- Born: April 27, 1945 Victoria, British Columbia, Canada
- Died: January 2020 (aged 74)

NASCAR Cup Series career
- 2 races run over 1 year
- Best finish: 99th (1974)
- First race: 1974 Winston Western 500 (Riverside)
- Last race: 1974 Tuborg 400 (Riverside)
| Wins | Top tens | Poles |
| 0 | 0 | 0 |

ARCA Menards Series West career
- 6 races run over 2 years
- Best finish: 41st (1974)
- First race: 1974 Winston Western 500 (Riverside)
- Last race: 1976 Winston Evergreen 200 (Evergreen)
| Wins | Top tens | Poles |
| 0 | 2 | 0 |

= Ross Surgenor =

Canadian racing driver (1945–2020)

Ross Surgenor (27 April 1945 – 2020) was a NASCAR driver from Victoria, British Columbia.

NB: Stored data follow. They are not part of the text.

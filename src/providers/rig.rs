//! rig-core backed implementations of the model capabilities.
//!
//! Both providers speak to OpenAI through rig: embeddings via the embedding
//! model API, chat turns via low-level completion requests with the tool
//! schemas bound, structured answers via rig's extractor, and plain
//! completions via a preamble-only agent.

use async_trait::async_trait;
use rig::completion::{AssistantContent, CompletionModel, Prompt, ToolDefinition};
use rig::embeddings::EmbeddingModel;
use rig::prelude::*;
use rig::providers::openai;
use tracing::debug;

use super::{AnswerPayload, CompletionProvider, EmbeddingProvider, ModelTurn, ProviderError, ToolSpec};
use crate::message::Message;

/// OpenAI embedding capability via rig.
#[derive(Clone)]
pub struct RigEmbeddingProvider {
    model: openai::EmbeddingModel,
    model_name: String,
}

impl RigEmbeddingProvider {
    /// Build an embedding provider for the named model.
    pub fn new(api_key: &str, model_name: &str) -> Self {
        let client = openai::Client::new(api_key).expect("failed to create OpenAI client");
        Self {
            model: client.embedding_model(model_name),
            model_name: model_name.to_string(),
        }
    }
}

#[async_trait]
impl EmbeddingProvider for RigEmbeddingProvider {
    async fn embed_batch(&self, texts: &[String]) -> Result<Vec<Vec<f32>>, ProviderError> {
        if texts.is_empty() {
            return Ok(Vec::new());
        }
        debug!(model = %self.model_name, batch = texts.len(), "embedding batch");
        let embeddings = self
            .model
            .embed_texts(texts.to_vec())
            .await
            .map_err(|e| ProviderError::Provider {
                provider: "openai-embeddings",
                message: e.to_string(),
            })?;
        Ok(embeddings
            .into_iter()
            .map(|embedding| embedding.vec.into_iter().map(|v| v as f32).collect())
            .collect())
    }
}

/// OpenAI chat, structured generation and plain completion via rig.
#[derive(Clone)]
pub struct RigCompletionProvider {
    client: openai::Client,
    model_name: String,
}

impl RigCompletionProvider {
    /// Build a completion provider for the named model.
    pub fn new(api_key: &str, model_name: &str) -> Self {
        Self {
            client: openai::Client::new(api_key).expect("failed to create OpenAI client"),
            model_name: model_name.to_string(),
        }
    }
}

#[async_trait]
impl CompletionProvider for RigCompletionProvider {
    async fn chat(
        &self,
        messages: &[Message],
        tools: &[ToolSpec],
    ) -> Result<ModelTurn, ProviderError> {
        // System messages become the preamble; the last user message is the
        // prompt; earlier user/assistant turns ride along as history. Tool
        // messages never travel back to the model here: tool results are
        // synthesized through `structured_answer` instead.
        let preamble = messages
            .iter()
            .filter(|m| m.has_role(Message::SYSTEM))
            .map(|m| m.content.clone())
            .collect::<Vec<_>>()
            .join("\n");

        let prompt_index = messages
            .iter()
            .rposition(|m| m.has_role(Message::USER))
            .ok_or(ProviderError::Provider {
                provider: "openai",
                message: "no user message to send".to_string(),
            })?;
        let prompt = &messages[prompt_index];

        let history: Vec<rig::completion::Message> = messages
            .iter()
            .enumerate()
            .filter(|(i, m)| {
                *i != prompt_index
                    && !m.has_role(Message::SYSTEM)
                    && !m.has_role(Message::TOOL)
            })
            .map(|(_, m)| {
                if m.has_role(Message::ASSISTANT) {
                    rig::completion::Message::assistant(m.content.clone())
                } else {
                    rig::completion::Message::user(m.content.clone())
                }
            })
            .collect();

        let tool_definitions: Vec<ToolDefinition> = tools
            .iter()
            .map(|tool| ToolDefinition {
                name: tool.name.clone(),
                description: tool.description.clone(),
                parameters: tool.parameters.clone(),
            })
            .collect();

        let model = self.client.completion_model(&self.model_name);
        let request = model
            .completion_request(rig::completion::Message::user(prompt.content.clone()))
            .preamble(preamble)
            .messages(history)
            .tools(tool_definitions)
            .build();

        debug!(model = %self.model_name, tools = tools.len(), "invoking completion model");
        let response = model
            .completion(request)
            .await
            .map_err(|e| ProviderError::Provider {
                provider: "openai",
                message: e.to_string(),
            })?;

        // At most one tool call per turn: the first one wins.
        let mut text_parts: Vec<String> = Vec::new();
        for content in response.choice.into_iter() {
            match content {
                AssistantContent::ToolCall(call) => {
                    return Ok(ModelTurn::ToolCall {
                        name: call.function.name,
                        arguments: call.function.arguments,
                    });
                }
                AssistantContent::Text(text) => text_parts.push(text.text),
                _ => {}
            }
        }

        Ok(ModelTurn::Answer(text_parts.join(" ")))
    }

    async fn structured_answer(
        &self,
        preamble: &str,
        prompt: &str,
    ) -> Result<AnswerPayload, ProviderError> {
        let extractor = self
            .client
            .extractor::<AnswerPayload>(&self.model_name)
            .preamble(preamble)
            .build();

        extractor
            .extract(prompt)
            .await
            .map_err(|e| ProviderError::Provider {
                provider: "openai",
                message: e.to_string(),
            })
    }

    async fn prompt(&self, preamble: &str, prompt: &str) -> Result<String, ProviderError> {
        let agent = self
            .client
            .agent(&self.model_name)
            .preamble(preamble)
            .build();

        agent.prompt(prompt).await.map_err(|e| ProviderError::Provider {
            provider: "openai",
            message: e.to_string(),
        })
    }
}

He competed in two NASCAR Winston Cup Series races, both of which were in the 1974 season at Riverside International Raceway, the Winston Western 500 and Tuborg 400, finishing 12th in the Tuborg 400 in June. Surgenor also made six NASCAR Winston West Series starts from 1974 to 1976. In 1988, he was inducted into the Victoria Auto Racing Hall of Fame. Surgenor died in 2020 aged 75.